Le domaine de la quantité est intéressant en cela qu'il montre quelque chose échappant à toute connaissance directe, et par conséquent ce que prend mon filet je l'appelle poisson, autrement dit ce que je suis capable de mesurer je l'appelle quantité… En réalité je connais la mesure, ou quelque chose qui peut se ramener à elle, mais ce quelque chose ne m'apprend rien sur la nature de la quantité. Ainsi le divisible n'est pas la mesure, mais comme on connaît le divisible uniquement en le mesurant, on l'humanise en le ramenant à quelque chose de connu. On a finalement horreur de se trouver face à ce qui échappe à la connaissance, et on a tendance à tout ramener à ce qu'on connaît.
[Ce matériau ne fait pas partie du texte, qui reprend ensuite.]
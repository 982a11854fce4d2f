// src/exec/runner.rs

//! Single-job process runner.
//!
//! `Runner::start` validates the request, opens a session and hands the job
//! to a dedicated Tokio task (the worker). The worker owns the `Child`; the
//! only state shared with the runner is the active-run slot below, which is
//! guarded by a mutex. `Runner::stop` never touches the child directly: it
//! sends a stop request over a channel and waits for the worker to
//! acknowledge that the process has been reaped.

use std::collections::BTreeMap;
use std::ffi::OsString;
use std::io;
use std::path::PathBuf;
use std::process::{ExitStatus, Stdio};
use std::sync::atomic::{AtomicU64, Ordering};
use std::sync::{Arc, Mutex, MutexGuard, PoisonError};
use std::time::{Duration, Instant};

use tokio::process::{Child, Command};
use tokio::sync::{mpsc, oneshot};
use tokio::task::JoinHandle;
use tracing::{debug, error, info, warn};

use crate::errors::{Result, RunnerError};
use crate::exec::callbacks::RunCallbacks;
use crate::exec::env::{merge_environment, process_environment};
use crate::exec::stream::{StreamKind, drain};
use crate::exec::terminate::{exit_code, terminate_gracefully};
use crate::plan::{ExecutionRequest, Planner};
use crate::session::{Session, SessionManager};
use crate::types::RunnerState;

/// How long `stop` waits after the cooperative signal before killing.
pub const DEFAULT_STOP_GRACE: Duration = Duration::from_secs(5);

#[derive(Debug, Clone, Copy, PartialEq, Eq)]
pub struct RunnerOptions {
    pub stop_grace: Duration,
}

impl Default for RunnerOptions {
    fn default() -> Self {
        Self {
            stop_grace: DEFAULT_STOP_GRACE,
        }
    }
}

/// Outcome of a run that got as far as launching the process.
#[derive(Debug, Clone)]
pub struct RunReport {
    pub session: Session,
    pub exit_code: i32,
    pub duration: Duration,
}

impl RunReport {
    pub fn success(&self) -> bool {
        self.exit_code == 0
    }
}

/// Completion future for one run, returned by [`Runner::start`].
#[derive(Debug)]
pub struct RunHandle {
    session: Session,
    report_rx: oneshot::Receiver<Result<RunReport>>,
}

impl RunHandle {
    pub fn session(&self) -> &Session {
        &self.session
    }

    /// Wait for the worker to finish.
    ///
    /// Resolves after `on_exit` has run, the logs have been written and the
    /// runner has been released for the next `start`.
    pub async fn wait(self) -> Result<RunReport> {
        self.report_rx.await.map_err(|_| RunnerError::WorkerGone)?
    }
}

/// A stop request carries the sender the worker fires once the child has
/// been reaped.
type StopRequest = oneshot::Sender<()>;

struct ActiveRun {
    run_id: u64,
    state: RunnerState,
    pid: Option<u32>,
    stop_tx: mpsc::Sender<StopRequest>,
    worker: JoinHandle<()>,
}

type Slot = Arc<Mutex<Option<ActiveRun>>>;

fn lock(slot: &Mutex<Option<ActiveRun>>) -> MutexGuard<'_, Option<ActiveRun>> {
    slot.lock().unwrap_or_else(PoisonError::into_inner)
}

/// Everything the worker needs to launch and supervise one process.
struct Job {
    run_id: u64,
    program: PathBuf,
    args: Vec<String>,
    working_dir: PathBuf,
    env: BTreeMap<OsString, OsString>,
    session: Session,
    started: Instant,
    stop_grace: Duration,
}

/// Runs at most one LeRobot command at a time.
#[derive(Debug)]
pub struct Runner {
    planner: Planner,
    sessions: SessionManager,
    options: RunnerOptions,
    slot: Slot,
    next_run_id: AtomicU64,
}

impl Default for Runner {
    fn default() -> Self {
        Self::new(Planner::default(), SessionManager::default())
    }
}

impl std::fmt::Debug for ActiveRun {
    fn fmt(&self, f: &mut std::fmt::Formatter<'_>) -> std::fmt::Result {
        f.debug_struct("ActiveRun")
            .field("run_id", &self.run_id)
            .field("state", &self.state)
            .field("pid", &self.pid)
            .finish_non_exhaustive()
    }
}

impl Runner {
    pub fn new(planner: Planner, sessions: SessionManager) -> Self {
        Self {
            planner,
            sessions,
            options: RunnerOptions::default(),
            slot: Arc::new(Mutex::new(None)),
            next_run_id: AtomicU64::new(1),
        }
    }

    pub fn with_options(mut self, options: RunnerOptions) -> Self {
        self.options = options;
        self
    }

    pub fn planner(&self) -> &Planner {
        &self.planner
    }

    pub fn session_manager(&self) -> &SessionManager {
        &self.sessions
    }

    pub fn options(&self) -> RunnerOptions {
        self.options
    }

    /// Current lifecycle state. A worker that has finished but not yet
    /// released its slot counts as `Idle`.
    pub fn state(&self) -> RunnerState {
        match lock(&self.slot).as_ref() {
            Some(active) if !active.worker.is_finished() => active.state,
            _ => RunnerState::Idle,
        }
    }

    pub fn is_running(&self) -> bool {
        self.state() != RunnerState::Idle
    }

    /// Pid of the active child, once it has been launched.
    pub fn active_pid(&self) -> Option<u32> {
        match lock(&self.slot).as_ref() {
            Some(active) if !active.worker.is_finished() => active.pid,
            _ => None,
        }
    }

    /// Start `request` in the background.
    ///
    /// Validation errors and [`RunnerError::AlreadyRunning`] are returned
    /// here, before any session directory is created or any process is
    /// spawned. Everything after that (including a failure to launch the
    /// executable) is reported through `callbacks` and the returned
    /// [`RunHandle`].
    ///
    /// Must be called from within a Tokio runtime.
    pub fn start(&self, request: ExecutionRequest, callbacks: RunCallbacks) -> Result<RunHandle> {
        // Held until the new run is installed, so the worker cannot release a
        // slot that does not exist yet and a concurrent `start` cannot slip in
        // between the check and the install. This spans session creation (a
        // mkdir and one small write), during which `state()` and
        // `active_pid()` block.
        let mut slot = lock(&self.slot);
        if let Some(active) = slot.as_ref() {
            if !active.worker.is_finished() {
                warn!(run_id = active.run_id, "start rejected; a run is still active");
                return Err(RunnerError::AlreadyRunning);
            }
        }

        let session = self.sessions.create_session(&request)?;
        let mut args = self.planner.build_args(&request.command_config)?;
        let program = self.planner.program(&args.remove(0));
        let env = merge_environment(process_environment(), &request.environment);

        let run_id = self.next_run_id.fetch_add(1, Ordering::Relaxed);
        let job = Job {
            run_id,
            program,
            args,
            working_dir: request.working_dir,
            env,
            session: session.clone(),
            started: Instant::now(),
            stop_grace: self.options.stop_grace,
        };

        let (stop_tx, stop_rx) = mpsc::channel::<StopRequest>(4);
        let (report_tx, report_rx) = oneshot::channel();
        let worker = tokio::spawn(run_worker(
            job,
            callbacks,
            stop_rx,
            report_tx,
            self.slot.clone(),
            self.sessions.clone(),
        ));

        *slot = Some(ActiveRun {
            run_id,
            state: RunnerState::Starting,
            pid: None,
            stop_tx,
            worker,
        });

        Ok(RunHandle { session, report_rx })
    }

    /// Terminate the active process, if any.
    ///
    /// Sends SIGTERM, waits up to the configured grace period, then kills.
    /// Returns only once the process is gone. Never fails.
    pub async fn stop(&self) {
        let stop_tx = {
            let mut slot = lock(&self.slot);
            match slot.as_mut() {
                Some(active) if !active.worker.is_finished() => {
                    active.state = RunnerState::Stopping;
                    active.stop_tx.clone()
                }
                _ => {
                    debug!("stop requested with no active process");
                    return;
                }
            }
        };

        let (ack_tx, ack_rx) = oneshot::channel();
        if stop_tx.send(ack_tx).await.is_err() {
            debug!("process finished before stop request was delivered");
            return;
        }

        info!("stop requested; waiting for process to exit");
        // An Err here means the worker dropped the request because the
        // process had already been reaped.
        let _ = ack_rx.await;
    }
}

/// Clears the runner's slot when the worker ends, however it ends.
struct SlotRelease {
    slot: Slot,
    run_id: u64,
}

impl Drop for SlotRelease {
    fn drop(&mut self) {
        let mut slot = lock(&self.slot);
        if slot.as_ref().is_some_and(|active| active.run_id == self.run_id) {
            *slot = None;
            debug!(run_id = self.run_id, "runner slot released");
        }
    }
}

async fn run_worker(
    job: Job,
    callbacks: RunCallbacks,
    stop_rx: mpsc::Receiver<StopRequest>,
    report_tx: oneshot::Sender<Result<RunReport>>,
    slot: Slot,
    sessions: SessionManager,
) {
    let release = SlotRelease {
        slot: slot.clone(),
        run_id: job.run_id,
    };

    let result = execute(&job, callbacks, stop_rx, &slot, &sessions).await;

    drop(release);
    if report_tx.send(result).is_err() {
        debug!(run_id = job.run_id, "run handle dropped before completion");
    }
}

async fn execute(
    job: &Job,
    callbacks: RunCallbacks,
    stop_rx: mpsc::Receiver<StopRequest>,
    slot: &Slot,
    sessions: &SessionManager,
) -> Result<RunReport> {
    let RunCallbacks {
        on_stdout,
        on_stderr,
        on_exit,
        on_error,
    } = callbacks;
    let report_error = |err: &RunnerError| {
        if let Some(cb) = &on_error {
            cb(err);
        }
    };

    let mut child = match spawn_child(job) {
        Ok(child) => child,
        Err(err) => {
            error!(run_id = job.run_id, error = %err, "failed to start process");
            report_error(&err);
            return Err(err);
        }
    };

    let pid = child.id();
    mark_running(slot, job.run_id, pid);
    info!(
        run_id = job.run_id,
        ?pid,
        program = %job.program.display(),
        args = ?job.args,
        "process started"
    );

    let stdout = child.stdout.take();
    let stderr = child.stderr.take();

    // Both pipes are drained concurrently so a chatty stderr cannot block
    // the child while stdout is still open.
    let (stdout_text, stderr_text, status) = tokio::join!(
        drain(stdout, StreamKind::Stdout, on_stdout.as_ref()),
        drain(stderr, StreamKind::Stderr, on_stderr.as_ref()),
        supervise(&mut child, stop_rx, job.stop_grace),
    );

    let status = match status {
        Ok(status) => status,
        Err(e) => {
            let err = RunnerError::Io(e);
            error!(run_id = job.run_id, error = %err, "failed waiting for process");
            report_error(&err);
            return Err(err);
        }
    };

    let duration = job.started.elapsed();
    let code = exit_code(status);
    info!(
        run_id = job.run_id,
        exit_code = code,
        duration_ms = duration.as_millis() as u64,
        "process exited"
    );

    if let Some(cb) = on_exit {
        cb(code, duration);
    }

    // The run itself completed; a failed log write is reported but does not
    // turn the run into an error.
    if let Err(err) = sessions.append_output(
        &job.session,
        Some(stdout_text.as_str()),
        Some(stderr_text.as_str()),
    ) {
        warn!(run_id = job.run_id, error = %err, "failed to write session logs");
        report_error(&err);
    }

    Ok(RunReport {
        session: job.session.clone(),
        exit_code: code,
        duration,
    })
}

fn spawn_child(job: &Job) -> Result<Child> {
    let mut cmd = Command::new(&job.program);
    cmd.args(&job.args)
        .current_dir(&job.working_dir)
        .env_clear()
        .envs(&job.env)
        .stdin(Stdio::null())
        .stdout(Stdio::piped())
        .stderr(Stdio::piped())
        .kill_on_drop(true);

    // Own process group, so `stop` can signal everything the job forks.
    #[cfg(unix)]
    cmd.process_group(0);

    cmd.spawn().map_err(|source| RunnerError::Spawn {
        program: job.program.display().to_string(),
        source,
    })
}

fn mark_running(slot: &Slot, run_id: u64, pid: Option<u32>) {
    let mut slot = lock(slot);
    if let Some(active) = slot.as_mut().filter(|a| a.run_id == run_id) {
        active.pid = pid;
        // a stop may already have been requested while starting
        if active.state == RunnerState::Starting {
            active.state = RunnerState::Running;
        }
    }
}

/// Wait for the child to exit on its own, or terminate it on request.
///
/// `stop_rx` is dropped on return, which releases any further stop
/// requests queued behind the first one.
async fn supervise(
    child: &mut Child,
    mut stop_rx: mpsc::Receiver<StopRequest>,
    grace: Duration,
) -> io::Result<ExitStatus> {
    tokio::select! {
        status = child.wait() => status,
        Some(ack) = stop_rx.recv() => {
            let status = terminate_gracefully(child, grace).await;
            let _ = ack.send(());
            status
        }
    }
}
Il faut là ne pas se priver de sourire de cet orgueil de notre intelligence qui a toujours réponse à tout...

 

Lorsque l'on mesure la quantité on introduit en elle quelque chose qui n'est pas elle, et par là on domine, mais on ne connaît pas la quantité pour autant, car une chose est de dominer, une autre est de connaître… et il est très vrai que nous dominons en mesurant car nous pouvons utiliser ce que nous avons mesuré. Nous utilisons donc la quantité parce que nous la mesurons, sinon nous ne pourrions rien en faire. Par ailleurs le psychisme est l'analogue de la quantité dans l'ordre de l'intentionnalité et comme on a tous une intentionnalité psychique divisible par l'imaginaire, on mesure les façons du voisin pour pouvoir en dire un peu quelque chose.